__Work to complete__: Repeat each entry below exactly as it stands.

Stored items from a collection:
::::::::::

//! Plain-text audit log writer.

use std::fs::{self, File, OpenOptions};
use std::io::{BufWriter, Write};
use std::path::PathBuf;
use std::sync::Mutex;

use chrono::Local;

use super::{AuditCategory, AuditSink};
use crate::{DaemonError, Result};

/// Appends timestamped audit lines to `<logs_dir>/audit.log`.
///
/// Lines have the form `[YYYY-MM-DD HH:MM:SS] [CATEGORY] message` and are
/// flushed individually so the trail survives an abrupt exit. The file is
/// reopened lazily if a write ever finds it closed.
pub struct FileAuditLog {
    path: PathBuf,
    state: Mutex<Option<BufWriter<File>>>,
}

impl FileAuditLog {
    /// Construct a writer storing its trail in `logs_dir`.
    ///
    /// Creates `logs_dir` if needed and records an initialization line.
    ///
    /// # Errors
    ///
    /// Returns [`DaemonError::Config`] if the directory or file cannot be
    /// created.
    pub fn new(logs_dir: PathBuf) -> Result<Self> {
        fs::create_dir_all(&logs_dir).map_err(|err| {
            DaemonError::Config(format!(
                "failed to create audit log directory {}: {err}",
                logs_dir.display()
            ))
        })?;

        let path = logs_dir.join("audit.log");
        let writer = Self {
            path,
            state: Mutex::new(None),
        };
        writer.record(AuditCategory::Info, "Audit logger initialized")?;
        Ok(writer)
    }

    /// Path of the audit trail file.
    #[must_use]
    pub fn path(&self) -> &PathBuf {
        &self.path
    }

    fn open_append(&self) -> Result<BufWriter<File>> {
        let file = OpenOptions::new()
            .create(true)
            .append(true)
            .open(&self.path)
            .map_err(|err| {
                DaemonError::Config(format!(
                    "failed to open audit log {}: {err}",
                    self.path.display()
                ))
            })?;
        Ok(BufWriter::new(file))
    }
}

impl AuditSink for FileAuditLog {
    fn record(&self, category: AuditCategory, message: &str) -> Result<()> {
        let mut guard = self
            .state
            .lock()
            .unwrap_or_else(std::sync::PoisonError::into_inner);

        if guard.is_none() {
            *guard = Some(self.open_append()?);
        }

        if let Some(writer) = guard.as_mut() {
            let stamp = Local::now().format("%Y-%m-%d %H:%M:%S");
            writeln!(writer, "[{stamp}] {category} {message}")
                .and_then(|()| writer.flush())
                .map_err(|err| {
                    DaemonError::Io(format!("audit write failed: {err}"))
                })?;
        }

        Ok(())
    }
}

::::::::::

__Solution__:
//! Plain-text audit log writer.

use std::fs::{self, File, OpenOptions};
use std::io::{BufWriter, Write};
use std::path::PathBuf;
use std::sync::Mutex;

use chrono::Local;

use super::{AuditCategory, AuditSink};
use crate::{DaemonError, Result};

/// Appends timestamped audit lines to `<logs_dir>/audit.log`.
///
/// Lines have the form `[YYYY-MM-DD HH:MM:SS] [CATEGORY] message` and are
/// flushed individually so the trail survives an abrupt exit. The file is
/// reopened lazily if a write ever finds it closed.
pub struct FileAuditLog {
    path: PathBuf,
    state: Mutex<Option<BufWriter<File>>>,
}

impl FileAuditLog {
    /// Construct a writer storing its trail in `logs_dir`.
    ///
    /// Creates `logs_dir` if needed and records an initialization line.
    ///
    /// # Errors
    ///
    /// Returns [`DaemonError::Config`] if the directory or file cannot be
    /// created.
    pub fn new(logs_dir: PathBuf) -> Result<Self> {
        fs::create_dir_all(&logs_dir).map_err(|err| {
            DaemonError::Config(format!(
                "failed to create audit log directory {}: {err}",
                logs_dir.display()
            ))
        })?;

        let path = logs_dir.join("audit.log");
        let writer = Self {
            path,
            state: Mutex::new(None),
        };
        writer.record(AuditCategory::Info, "Audit logger initialized")?;
        Ok(writer)
    }

    /// Path of the audit trail file.
    #[must_use]
    pub fn path(&self) -> &PathBuf {
        &self.path
    }

    fn open_append(&self) -> Result<BufWriter<File>> {
        let file = OpenOptions::new()
            .create(true)
            .append(true)
            .open(&self.path)
            .map_err(|err| {
                DaemonError::Config(format!(
                    "failed to open audit log {}: {err}",
                    self.path.display()
                ))
            })?;
        Ok(BufWriter::new(file))
    }
}

impl AuditSink for FileAuditLog {
    fn record(&self, category: AuditCategory, message: &str) -> Result<()> {
        let mut guard = self
            .state
            .lock()
            .unwrap_or_else(std::sync::PoisonError::into_inner);

        if guard.is_none() {
            *guard = Some(self.open_append()?);
        }

        if let Some(writer) = guard.as_mut() {
            let stamp = Local::now().format("%Y-%m-%d %H:%M:%S");
            writeln!(writer, "[{stamp}] {category} {message}")
                .and_then(|()| writer.flush())
                .map_err(|err| {
                    DaemonError::Io(format!("audit write failed: {err}"))
                })?;
        }

        Ok(())
    }
}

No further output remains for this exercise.